From: Glen Hodgson
To: Canadian Energy Watchers
Date: July 21, 2020
Re: The Goalposts Keep Shifting for the Canadian Energy Sector
Canada’s energy sector has been hit by an array of factors, global and domestic, that are constraining its capacity to operate and expand. The sector is being squeezed by uncertainty on many fronts – expansion of energy transmission infrastructure, unstable Western Canadian Select price discounts, access to investment capital, protracted regulatory approval processes, and a need to adapt to changing climate policy and limit GHG emissions from energy production.

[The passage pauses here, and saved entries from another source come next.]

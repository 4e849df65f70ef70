//! Shared state and path layout helpers for the flat-file stores.

use std::path::{Path, PathBuf};
use std::sync::Arc;

use idstore_core::normalize::{file_safe, fold, lookup_prefix};
use idstore_core::{IdCodec, User};
use idstore_storage::{StorageError, StorageResult};
use tracing::debug;

use crate::io::{read_optional, write_atomic};
use crate::layout::bucket_of;
use crate::locks::LockRegistry;
use crate::record::{self, RoleRecord, UserRecord};

/// Shared backend state: base path, write-lock registry and id policy.
///
/// Stores hold this behind an `Arc`; all path derivation lives here so
/// the layout is written down exactly once.
#[derive(Debug)]
pub(crate) struct FsContext {
    base: PathBuf,
    pub(crate) locks: LockRegistry,
    pub(crate) codec: IdCodec,
}

impl FsContext {
    pub(crate) fn new(base: PathBuf, codec: IdCodec) -> Arc<Self> {
        Arc::new(Self {
            base,
            locks: LockRegistry::new(),
            codec,
        })
    }

    pub(crate) fn base(&self) -> &Path {
        &self.base
    }

    pub(crate) fn decode_id(&self, raw: &str) -> StorageResult<String> {
        Ok(self.codec.decode(raw)?)
    }

    // ==================== Paths and lock keys ====================

    pub(crate) fn user_path(&self, id: &str) -> StorageResult<PathBuf> {
        let bucket = bucket_of(id)?;
        Ok(self.base.join("users").join(bucket).join(id))
    }

    pub(crate) fn user_lock_key(id: &str) -> String {
        format!("users/{id}")
    }

    pub(crate) fn role_path(&self, id: &str) -> PathBuf {
        self.base.join("roles").join(id)
    }

    pub(crate) fn role_lock_key(id: &str) -> String {
        format!("roles/{id}")
    }

    /// Lookup file and lock key for a folded normalized user name.
    pub(crate) fn name_lookup(&self, folded: &str) -> (PathBuf, String) {
        let prefix = lookup_prefix(folded);
        (
            self.base.join("users-by-name").join(&prefix),
            format!("users-by-name/{prefix}"),
        )
    }

    /// Lookup file and lock key for a folded normalized email.
    pub(crate) fn email_lookup(&self, folded: &str) -> (PathBuf, String) {
        let prefix = lookup_prefix(folded);
        (
            self.base.join("users-by-email").join(&prefix),
            format!("users-by-email/{prefix}"),
        )
    }

    /// Lookup file and lock key for an external-login provider.
    pub(crate) fn login_lookup(&self, provider: &str) -> (PathBuf, String) {
        let file = file_safe(provider);
        (
            self.base.join("users-by-login").join(&file),
            format!("users-by-login/{file}"),
        )
    }

    /// Lookup file and lock key for a folded normalized role name.
    pub(crate) fn role_lookup(&self, folded: &str) -> (PathBuf, String) {
        let prefix = lookup_prefix(folded);
        (
            self.base.join("roles-by-name").join(&prefix),
            format!("roles-by-name/{prefix}"),
        )
    }

    /// Composite key for a login lookup entry. Matching is exact on
    /// both parts, like the relational backend. Tabs are rejected in
    /// provider names and keys before writes, which makes this
    /// injective.
    pub(crate) fn login_key(provider: &str, provider_key: &str) -> String {
        format!("{provider}\t{provider_key}")
    }

    // ==================== Records ====================

    pub(crate) async fn load_user_record(&self, id: &str) -> StorageResult<Option<UserRecord>> {
        let path = self.user_path(id)?;
        match read_optional(&path).await? {
            Some(contents) => Ok(Some(record::parse(&contents, "user record")?)),
            None => Ok(None),
        }
    }

    pub(crate) async fn save_user_record(
        &self,
        id: &str,
        record: &UserRecord,
    ) -> StorageResult<()> {
        let path = self.user_path(id)?;
        write_atomic(&path, &record::render(record)?).await
    }

    pub(crate) async fn load_role_record(&self, id: &str) -> StorageResult<Option<RoleRecord>> {
        match read_optional(&self.role_path(id)).await? {
            Some(contents) => Ok(Some(record::parse(&contents, "role record")?)),
            None => Ok(None),
        }
    }

    pub(crate) async fn save_role_record(
        &self,
        id: &str,
        record: &RoleRecord,
    ) -> StorageResult<()> {
        write_atomic(&self.role_path(id), &record::render(record)?).await
    }

    pub(crate) async fn load_user(&self, id: &str) -> StorageResult<Option<User>> {
        Ok(self
            .load_user_record(id)
            .await?
            .map(|record| record.to_user(id)))
    }

    /// Resolves a role name (normalized, case-insensitive) to a role id
    /// through the `roles-by-name` lookup.
    pub(crate) async fn resolve_role_id(&self, role_name: &str) -> StorageResult<Option<String>> {
        let key = fold(role_name);
        let (path, _) = self.role_lookup(&key);
        let map = crate::lookup::load(&path).await?;
        Ok(map.get(&key).cloned())
    }

    /// Walks every bucket directory and returns the ids of all stored
    /// users. Full scan; used by the membership and claim queries that
    /// have no lookup file.
    pub(crate) async fn scan_user_ids(&self) -> StorageResult<Vec<String>> {
        let users = self.base.join("users");
        let mut ids = Vec::new();

        let mut buckets = tokio::fs::read_dir(&users)
            .await
            .map_err(|e| crate::io::io_err("reading users directory", e))?;
        while let Some(bucket) = buckets
            .next_entry()
            .await
            .map_err(|e| crate::io::io_err("reading users directory", e))?
        {
            let bucket_path = bucket.path();
            if !bucket_path.is_dir() {
                continue;
            }
            let mut entries = tokio::fs::read_dir(&bucket_path)
                .await
                .map_err(|e| crate::io::io_err("reading bucket directory", e))?;
            while let Some(entry) = entries
                .next_entry()
                .await
                .map_err(|e| crate::io::io_err("reading bucket directory", e))?
            {
                let Some(name) = entry.file_name().to_str().map(str::to_string) else {
                    continue;
                };
                // Skip leftovers from interrupted atomic writes.
                if name.ends_with(".tmp") {
                    debug!(file = %name, "Skipping stale temp file");
                    continue;
                }
                ids.push(name);
            }
        }

        Ok(ids)
    }
}

/// Returns the folded email key when a normalized email is present and
/// non-empty.
pub(crate) fn email_key(normalized_email: Option<&str>) -> Option<String> {
    normalized_email
        .filter(|email| !email.is_empty())
        .map(fold)
}

/// Precondition shared by user create/update.
pub(crate) fn require_names(user_name: &str, normalized: &str) -> StorageResult<()> {
    if user_name.is_empty() || normalized.is_empty() {
        return Err(StorageError::invalid_input(
            "user name and normalized user name are required",
        ));
    }
    Ok(())
}

#[cfg(test)]
mod tests {
    use super::*;

    #[test]
    fn test_lookup_paths_use_prefixes() {
        let ctx = FsContext::new(PathBuf::from("/base"), IdCodec::default());
        let (path, lock) = ctx.name_lookup("alice");
        assert_eq!(path, PathBuf::from("/base/users-by-name/al"));
        assert_eq!(lock, "users-by-name/al");

        let (path, _) = ctx.name_lookup("a");
        assert_eq!(path, PathBuf::from("/base/users-by-name/a"));
    }

    #[test]
    fn test_login_key_is_composite() {
        assert_eq!(FsContext::login_key("Google", "g-1"), "Google\tg-1");
    }

    #[test]
    fn test_email_key_skips_empty() {
        assert_eq!(email_key(None), None);
        assert_eq!(email_key(Some("")), None);
        assert_eq!(email_key(Some("B@E.COM")), Some("b@e.com".to_string()));
    }
}
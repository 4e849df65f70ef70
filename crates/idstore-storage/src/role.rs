//! Role storage provider trait.

use async_trait::async_trait;
use idstore_core::{Claim, Role};

use crate::error::StorageResult;

/// Provider for role persistence operations.
///
/// Mirrors [`crate::UserStore`] at reduced scope. Role-name lookup uses
/// the same case-insensitive folding as user-name lookup.
#[async_trait]
pub trait RoleStore: Send + Sync {
    /// Creates a new role record.
    ///
    /// # Errors
    ///
    /// Returns `StorageError::AlreadyExists` if a role with the same id
    /// exists.
    async fn create_role(&self, role: &Role) -> StorageResult<Role>;

    /// Persists all mutable fields of an existing role and reassigns a
    /// fresh concurrency stamp. Returns the stored record carrying the
    /// new stamp.
    ///
    /// # Errors
    ///
    /// Returns `StorageError::NotFound` if the role doesn't exist, and
    /// `StorageError::ConcurrencyConflict` on a stale stamp.
    async fn update_role(&self, role: &Role) -> StorageResult<Role>;

    /// Deletes a role and, by cascade, its claims and all memberships
    /// referencing it.
    ///
    /// # Errors
    ///
    /// Returns `StorageError::NotFound` if the role doesn't exist.
    async fn delete_role(&self, id: &str) -> StorageResult<()>;

    /// Finds a role by exact id. Returns `None` when absent.
    async fn find_by_id(&self, id: &str) -> StorageResult<Option<Role>>;

    /// Finds a role by normalized name (case-insensitive).
    async fn find_by_normalized_name(&self, normalized: &str) -> StorageResult<Option<Role>>;

    /// Returns the role's display name, or `None` when the role is
    /// absent.
    async fn role_name(&self, id: &str) -> StorageResult<Option<String>>;

    /// Lists the role's claims.
    async fn claims_for_role(&self, role_id: &str) -> StorageResult<Vec<Claim>>;

    /// Adds a claim to the role.
    async fn add_claim(&self, role_id: &str, claim: &Claim) -> StorageResult<()>;

    /// Removes every claim matching the given (type, value) pair.
    /// Removing an absent claim is a no-op.
    async fn remove_claim(&self, role_id: &str, claim: &Claim) -> StorageResult<()>;
}

#[cfg(test)]
mod tests {
    use super::*;

    // Compile-time check that RoleStore is object-safe.
    fn _assert_object_safe(_: &dyn RoleStore) {}
}
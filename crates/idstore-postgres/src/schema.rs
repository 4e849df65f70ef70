//! Schema bootstrap for the PostgreSQL storage backend.
//!
//! Provisions the fixed identity table set on first use: tables, then
//! indexes on every foreign-key column, then cascade-delete foreign keys
//! from child tables to `users`/`roles`. The batch runs only when the
//! catalog shows the table set absent, so calling it against an already
//! provisioned database is safe.

use sqlx_postgres::PgPool;
use tracing::{debug, info, instrument};

use idstore_storage::{StorageResult, StorageError};

use crate::error::map_sqlx_error;

/// Table-creation statements, in dependency order.
const CREATE_TABLES: &[&str] = &[
    r#"
    CREATE TABLE IF NOT EXISTS roles (
        id varchar(128) NOT NULL PRIMARY KEY,
        name varchar(256) NOT NULL,
        normalized_name varchar(256) NOT NULL,
        concurrency_stamp varchar(64) NOT NULL
    )
    "#,
    r#"
    CREATE TABLE IF NOT EXISTS users (
        id varchar(128) NOT NULL PRIMARY KEY,
        user_name varchar(256) NOT NULL,
        normalized_user_name varchar(256) NOT NULL,
        email varchar(256),
        normalized_email varchar(256),
        email_confirmed boolean NOT NULL DEFAULT false,
        password_hash text,
        security_stamp varchar(256),
        concurrency_stamp varchar(64) NOT NULL,
        phone_number varchar(64),
        phone_number_confirmed boolean NOT NULL DEFAULT false,
        two_factor_enabled boolean NOT NULL DEFAULT false,
        lockout_end timestamptz,
        lockout_enabled boolean NOT NULL DEFAULT false,
        access_failed_count integer NOT NULL DEFAULT 0
    )
    "#,
    r#"
    CREATE TABLE IF NOT EXISTS user_claims (
        id serial NOT NULL PRIMARY KEY,
        claim_type varchar(256),
        claim_value varchar(256),
        user_id varchar(128) NOT NULL
    )
    "#,
    r#"
    CREATE TABLE IF NOT EXISTS user_logins (
        user_id varchar(128) NOT NULL,
        login_provider varchar(128) NOT NULL,
        provider_key varchar(128) NOT NULL,
        display_name varchar(256) NOT NULL,
        PRIMARY KEY (user_id, login_provider, provider_key)
    )
    "#,
    r#"
    CREATE TABLE IF NOT EXISTS user_roles (
        user_id varchar(128) NOT NULL,
        role_id varchar(128) NOT NULL,
        PRIMARY KEY (user_id, role_id)
    )
    "#,
    r#"
    CREATE TABLE IF NOT EXISTS role_claims (
        id serial NOT NULL PRIMARY KEY,
        claim_type varchar(256),
        claim_value varchar(256),
        role_id varchar(128) NOT NULL
    )
    "#,
];

/// Index statements, one per foreign-key column.
const CREATE_INDEXES: &[&str] = &[
    "CREATE INDEX IF NOT EXISTS ix_user_claims_user_id ON user_claims (user_id)",
    "CREATE INDEX IF NOT EXISTS ix_user_logins_user_id ON user_logins (user_id)",
    "CREATE INDEX IF NOT EXISTS ix_user_roles_user_id ON user_roles (user_id)",
    "CREATE INDEX IF NOT EXISTS ix_user_roles_role_id ON user_roles (role_id)",
    "CREATE INDEX IF NOT EXISTS ix_role_claims_role_id ON role_claims (role_id)",
];

/// Cascade-delete foreign keys from child tables to their parents.
const CREATE_FOREIGN_KEYS: &[&str] = &[
    r"ALTER TABLE user_claims
      ADD CONSTRAINT fk_user_claims_users_user_id FOREIGN KEY (user_id) REFERENCES users (id)
      ON DELETE CASCADE",
    r"ALTER TABLE user_logins
      ADD CONSTRAINT fk_user_logins_users_user_id FOREIGN KEY (user_id) REFERENCES users (id)
      ON DELETE CASCADE",
    r"ALTER TABLE user_roles
      ADD CONSTRAINT fk_user_roles_users_user_id FOREIGN KEY (user_id) REFERENCES users (id)
      ON DELETE CASCADE",
    r"ALTER TABLE user_roles
      ADD CONSTRAINT fk_user_roles_roles_role_id FOREIGN KEY (role_id) REFERENCES roles (id)
      ON DELETE CASCADE",
    r"ALTER TABLE role_claims
      ADD CONSTRAINT fk_role_claims_roles_role_id FOREIGN KEY (role_id) REFERENCES roles (id)
      ON DELETE CASCADE",
];

/// Provisions the identity schema on first use.
#[derive(Debug, Clone)]
pub struct SchemaBootstrap {
    pool: PgPool,
}

impl SchemaBootstrap {
    /// Creates a new bootstrap helper over the given pool.
    #[must_use]
    pub fn new(pool: PgPool) -> Self {
        Self { pool }
    }

    /// Ensures the identity table set exists.
    ///
    /// # Errors
    ///
    /// Returns an error when the catalog query or any DDL statement
    /// fails.
    #[instrument(skip(self))]
    pub async fn ensure(&self) -> StorageResult<()> {
        if self.tables_exist().await? {
            debug!("Identity schema already provisioned");
            return Ok(());
        }

        info!("Provisioning identity schema");
        for statement in CREATE_TABLES
            .iter()
            .chain(CREATE_INDEXES)
            .chain(CREATE_FOREIGN_KEYS)
        {
            sqlx_core::query::query(statement)
                .execute(&self.pool)
                .await
                .map_err(|e| {
                    StorageError::internal(format!("schema bootstrap statement failed: {e}"))
                })?;
        }

        info!("Identity schema provisioned");
        Ok(())
    }

    /// Checks the catalog for the `users` table, which gates the batch.
    async fn tables_exist(&self) -> StorageResult<bool> {
        let row: Option<(bool,)> = sqlx_core::query_as::query_as(
            "SELECT EXISTS (
                SELECT FROM information_schema.tables
                WHERE table_schema = 'public' AND table_name = 'users'
            )",
        )
        .fetch_optional(&self.pool)
        .await
        .map_err(map_sqlx_error)?;

        Ok(row.map(|(exists,)| exists).unwrap_or(false))
    }
}

#[cfg(test)]
mod tests {
    use super::*;

    #[test]
    fn test_batch_is_ordered_tables_then_indexes_then_keys() {
        assert_eq!(CREATE_TABLES.len(), 6);
        assert_eq!(CREATE_INDEXES.len(), 5);
        assert_eq!(CREATE_FOREIGN_KEYS.len(), 5);

        for stmt in CREATE_TABLES {
            assert!(stmt.trim_start().starts_with("CREATE TABLE IF NOT EXISTS"));
        }
        for stmt in CREATE_INDEXES {
            assert!(stmt.trim_start().starts_with("CREATE INDEX IF NOT EXISTS"));
        }
        for stmt in CREATE_FOREIGN_KEYS {
            assert!(stmt.trim_start().starts_with("ALTER TABLE"));
            assert!(stmt.contains("ON DELETE CASCADE"));
        }
    }

    #[test]
    fn test_roles_created_before_membership_tables() {
        let roles_pos = CREATE_TABLES
            .iter()
            .position(|s| s.contains("TABLE IF NOT EXISTS roles"))
            .expect("roles table");
        let user_roles_pos = CREATE_TABLES
            .iter()
            .position(|s| s.contains("TABLE IF NOT EXISTS user_roles"))
            .expect("user_roles table");
        assert!(roles_pos < user_roles_pos);
    }
}
// src/io/mod.rs
pub mod xsf;

use std::path::{Path, PathBuf};

use crate::config::SpiralConfig;
use crate::error::SpiralError;
use crate::model::SpiralStructure;

/// Output location is always `dir/filename`; nothing is resolved against the executable.
pub fn resolve_output_path(dir: &Path, filename: &str) -> PathBuf {
    dir.join(filename)
}

/// Writes `structure` the way `config` describes (directory, name, scale, species).
pub fn save_structure(config: &SpiralConfig, structure: &SpiralStructure) -> Result<PathBuf, SpiralError> {
    let atomic_number = config.atomic_number()?;
    xsf::write(
        &config.output_dir,
        &config.filename,
        &structure.positions,
        &structure.moments,
        structure.extents,
        config.scale,
        atomic_number,
    )
}
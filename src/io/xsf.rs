// src/io/xsf.rs

use std::fmt::Write as _;
use std::fs::{self, File};
use std::io::{self, BufWriter, Write};
use std::path::{Path, PathBuf};

use crate::error::SpiralError;
use crate::model::structure::{cell_matrix, scaled_atoms, SpiralStructure};

/// Z of the species written when nothing else is configured (Fe).
pub const DEFAULT_ATOMIC_NUMBER: u32 = 26;

const HEADER: [&str; 2] = [
    "# XSF file generated for magnetic spiral visualization",
    "# Can be opened in VESTA to visualize magnetic moments",
];

/// Renders the XSF document for a spiral.
///
/// Positions and moments are zipped in order; the atom count in the
/// PRIMCOORD block is `positions.len()`. `extents` only feeds the cell.
pub fn format(
    positions: &[[usize; 3]],
    moments: &[[f64; 3]],
    extents: [usize; 3],
    scale: f64,
    atomic_number: u32,
) -> String {
    let mut out = String::new();
    // Writing into a String cannot fail
    let _ = write_document(&mut out, positions, moments, extents, scale, atomic_number);
    out
}

/// Same document as `format`, fed from a generated structure.
pub fn format_structure(structure: &SpiralStructure, scale: f64, atomic_number: u32) -> String {
    format(
        &structure.positions,
        &structure.moments,
        structure.extents,
        scale,
        atomic_number,
    )
}

fn write_document(
    out: &mut String,
    positions: &[[usize; 3]],
    moments: &[[f64; 3]],
    extents: [usize; 3],
    scale: f64,
    atomic_number: u32,
) -> std::fmt::Result {
    for line in HEADER {
        writeln!(out, "{}", line)?;
    }
    writeln!(out, "CRYSTAL")?;

    // Orthogonal cell, one lattice vector per row
    let cell = cell_matrix(extents, scale);
    writeln!(out, "PRIMVEC")?;
    writeln!(out, "{:6.1}  0.0  0.0", cell[0][0])?;
    writeln!(out, "  0.0  {:6.1}  0.0", cell[1][1])?;
    writeln!(out, "  0.0  0.0  {:6.1}", cell[2][2])?;

    writeln!(out, "PRIMCOORD")?;
    writeln!(out, "{} 1", positions.len())?;

    for atom in scaled_atoms(positions, moments, scale) {
        let [x, y, z] = atom.position;
        let [mx, my, mz] = atom.moment;
        writeln!(
            out,
            "{}  {:8.4}  {:8.4}  {:8.4}  {:8.4}  {:8.4}  {:8.4}",
            atomic_number, x, y, z, mx, my, mz
        )?;
    }

    writeln!(out)
}

/// Writes the document to `dir/filename`, replacing any existing file,
/// and returns the absolute path of the written file.
pub fn write(
    dir: &Path,
    filename: &str,
    positions: &[[usize; 3]],
    moments: &[[f64; 3]],
    extents: [usize; 3],
    scale: f64,
    atomic_number: u32,
) -> Result<PathBuf, SpiralError> {
    let path = super::resolve_output_path(dir, filename);
    let doc = format(positions, moments, extents, scale, atomic_number);

    write_text(&path, &doc).map_err(|e| SpiralError::io(&path, e))?;
    log::debug!("Wrote {} bytes to {:?}", doc.len(), path);

    fs::canonicalize(&path).map_err(|e| SpiralError::io(&path, e))
}

fn write_text(path: &Path, text: &str) -> io::Result<()> {
    let mut writer = BufWriter::new(File::create(path)?);
    writer.write_all(text.as_bytes())?;
    writer.flush()
}

#[cfg(test)]
mod tests {
    use super::*;
    use crate::physics::spiral;

    fn temp_dir(tag: &str) -> PathBuf {
        let dir = std::env::temp_dir().join(format!("mspiral-xsf-{}-{}", tag, std::process::id()));
        let _ = fs::remove_dir_all(&dir);
        fs::create_dir_all(&dir).unwrap();
        dir
    }

    fn numbers(line: &str) -> Vec<f64> {
        line.split_whitespace().map(|t| t.parse().unwrap()).collect()
    }

    #[test]
    fn test_single_site_document() {
        let doc = format(&[[0, 0, 0]], &[[1.0, 0.0, 0.0]], [1, 1, 1], 1.0, 26);
        let lines: Vec<&str> = doc.lines().collect();

        assert_eq!(lines[0], HEADER[0]);
        assert_eq!(lines[1], HEADER[1]);
        assert_eq!(lines[2], "CRYSTAL");
        assert_eq!(lines[3], "PRIMVEC");
        assert_eq!(lines[4], "   1.0  0.0  0.0");
        assert_eq!(lines[5], "  0.0     1.0  0.0");
        assert_eq!(lines[6], "  0.0  0.0     1.0");
        assert_eq!(lines[7], "PRIMCOORD");
        assert_eq!(lines[8], "1 1");
        assert_eq!(
            lines[9],
            "26    0.0000    0.0000    0.0000    1.0000    0.0000    0.0000"
        );
        assert_eq!(
            lines[9].split_whitespace().collect::<Vec<_>>(),
            vec!["26", "0.0000", "0.0000", "0.0000", "1.0000", "0.0000", "0.0000"]
        );
        assert_eq!(lines.len(), 11);
        assert_eq!(lines[10], "");
        assert!(doc.ends_with("\n\n"));
    }

    #[test]
    fn test_default_cell_header() {
        let s = spiral::generate([3, 6, 6], [0.0, 1.0 / 3.0, 1.0 / 3.0], [1.0, 0.0, 0.0]);
        let doc = format_structure(&s, 3.0, DEFAULT_ATOMIC_NUMBER);
        let lines: Vec<&str> = doc.lines().collect();

        assert_eq!(lines[4], "   9.0  0.0  0.0");
        assert_eq!(lines[5], "  0.0    18.0  0.0");
        assert_eq!(lines[6], "  0.0  0.0    18.0");
        assert_eq!(lines[8], "108 1");
        // header + 108 records + trailing blank
        assert_eq!(lines.len(), 9 + 108 + 1);
    }

    #[test]
    fn test_scale_multiplies_everything() {
        let s = spiral::generate([2, 2, 3], [0.1, 0.2, 0.3], [0.5, 0.5, 0.25]);
        let unit = format_structure(&s, 1.0, 26);
        let scaled = format_structure(&s, 2.0, 26);

        let unit_lines: Vec<&str> = unit.lines().collect();
        let scaled_lines: Vec<&str> = scaled.lines().collect();
        assert_eq!(unit_lines.len(), scaled_lines.len());

        for row in 4..7 {
            let a = numbers(unit_lines[row]);
            let b = numbers(scaled_lines[row]);
            assert!((b[row - 4] - 2.0 * a[row - 4]).abs() < 1e-9);
        }

        for (site, line) in scaled_lines[9..9 + s.len()].iter().enumerate() {
            let vals = numbers(line);
            assert_eq!(vals[0], 26.0);
            let p = s.positions[site];
            let m = s.moments[site];
            for axis in 0..3 {
                assert!((vals[1 + axis] - 2.0 * p[axis] as f64).abs() < 1e-4);
                assert!((vals[4 + axis] - 2.0 * m[axis]).abs() < 1e-4);
            }
        }
    }

    #[test]
    fn test_records_match_scaled_atoms() {
        let s = spiral::generate([1, 2, 2], [0.0, 0.25, 0.1], [0.0, 1.0, 0.5]);
        let doc = format_structure(&s, 1.5, 26);
        let lines: Vec<&str> = doc.lines().collect();
        for (line, atom) in lines[9..].iter().zip(s.to_atoms(1.5)) {
            let vals = numbers(line);
            for axis in 0..3 {
                assert!((vals[1 + axis] - atom.position[axis]).abs() < 1e-4);
                assert!((vals[4 + axis] - atom.moment[axis]).abs() < 1e-4);
            }
        }
    }

    #[test]
    fn test_records_follow_input_order() {
        let positions = [[1, 0, 0], [0, 0, 0]];
        let moments = [[0.0, 1.0, 0.0], [1.0, 0.0, 0.0]];
        let doc = format(&positions, &moments, [2, 1, 1], 1.0, 25);
        let lines: Vec<&str> = doc.lines().collect();
        assert_eq!(numbers(lines[9]), vec![25.0, 1.0, 0.0, 0.0, 0.0, 1.0, 0.0]);
        assert_eq!(numbers(lines[10]), vec![25.0, 0.0, 0.0, 0.0, 1.0, 0.0, 0.0]);
    }

    #[test]
    fn test_write_creates_and_truncates() {
        let dir = temp_dir("write");
        let long = spiral::generate([2, 2, 2], [0.0, 0.25, 0.25], [1.0, 0.0, 0.0]);
        let short = spiral::generate([1, 1, 1], [0.0, 0.0, 0.0], [1.0, 0.0, 0.0]);

        let first = write(&dir, "spiral.xsf", &long.positions, &long.moments, long.extents, 3.0, 26).unwrap();
        assert!(first.is_absolute());
        assert!(fs::read_to_string(&first).unwrap().contains("8 1"));

        let second = write(&dir, "spiral.xsf", &short.positions, &short.moments, short.extents, 1.0, 26).unwrap();
        assert_eq!(first, second);
        let text = fs::read_to_string(&second).unwrap();
        assert_eq!(text, format_structure(&short, 1.0, 26));

        let _ = fs::remove_dir_all(&dir);
    }

    #[test]
    fn test_write_into_missing_dir_fails() {
        let dir = temp_dir("missing").join("does").join("not").join("exist");
        let err = write(&dir, "spiral.xsf", &[[0, 0, 0]], &[[1.0, 0.0, 0.0]], [1, 1, 1], 1.0, 26)
            .unwrap_err();
        assert!(matches!(err, SpiralError::Io { .. }));
    }
}
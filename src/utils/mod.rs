pub mod geometry;
pub mod logger;
pub mod report;
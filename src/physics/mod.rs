// src/physics/mod.rs
pub mod spiral;

pub use spiral::{generate, generate_from_config};
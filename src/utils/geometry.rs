// src/utils/geometry.rs

use nalgebra::Vector3;

type Vec3 = [f64; 3];

/// Euclidean length of a moment vector
pub fn magnitude(v: Vec3) -> f64 {
    Vector3::from(v).norm()
}

/// Angle between two moments in degrees, in [0, 180].
///
/// If either vector has zero length the angle is reported as 0.0
/// instead of propagating a division by zero.
pub fn angle_between(a: Vec3, b: Vec3) -> f64 {
    let mags = magnitude(a) * magnitude(b);
    if mags == 0.0 {
        return 0.0;
    }

    (Vector3::from(a).dot(&Vector3::from(b)) / mags).clamp(-1.0, 1.0).acos().to_degrees()
}

pub fn scale_vec(v: Vec3, s: f64) -> Vec3 {
    [v[0] * s, v[1] * s, v[2] * s]
}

The pandemic-induced shutdown and wobbly recovery is the latest shock, which has hit the energy sector hard. How are prospects for the Canadian energy sector being affected?
The International Energy Agency (IEA) recently released data for the initial shock of the shutdown, and the energy goalposts have clearly shifted. Global energy demand was down by 3.8 percent in the first quarter of 2020, covering only the beginning of the shutdown period. Oil demand was down nearly 5 percent due to the sharp and rapid drop in aviation and personal transportation, which together represent nearly 60 percent of global oil demand.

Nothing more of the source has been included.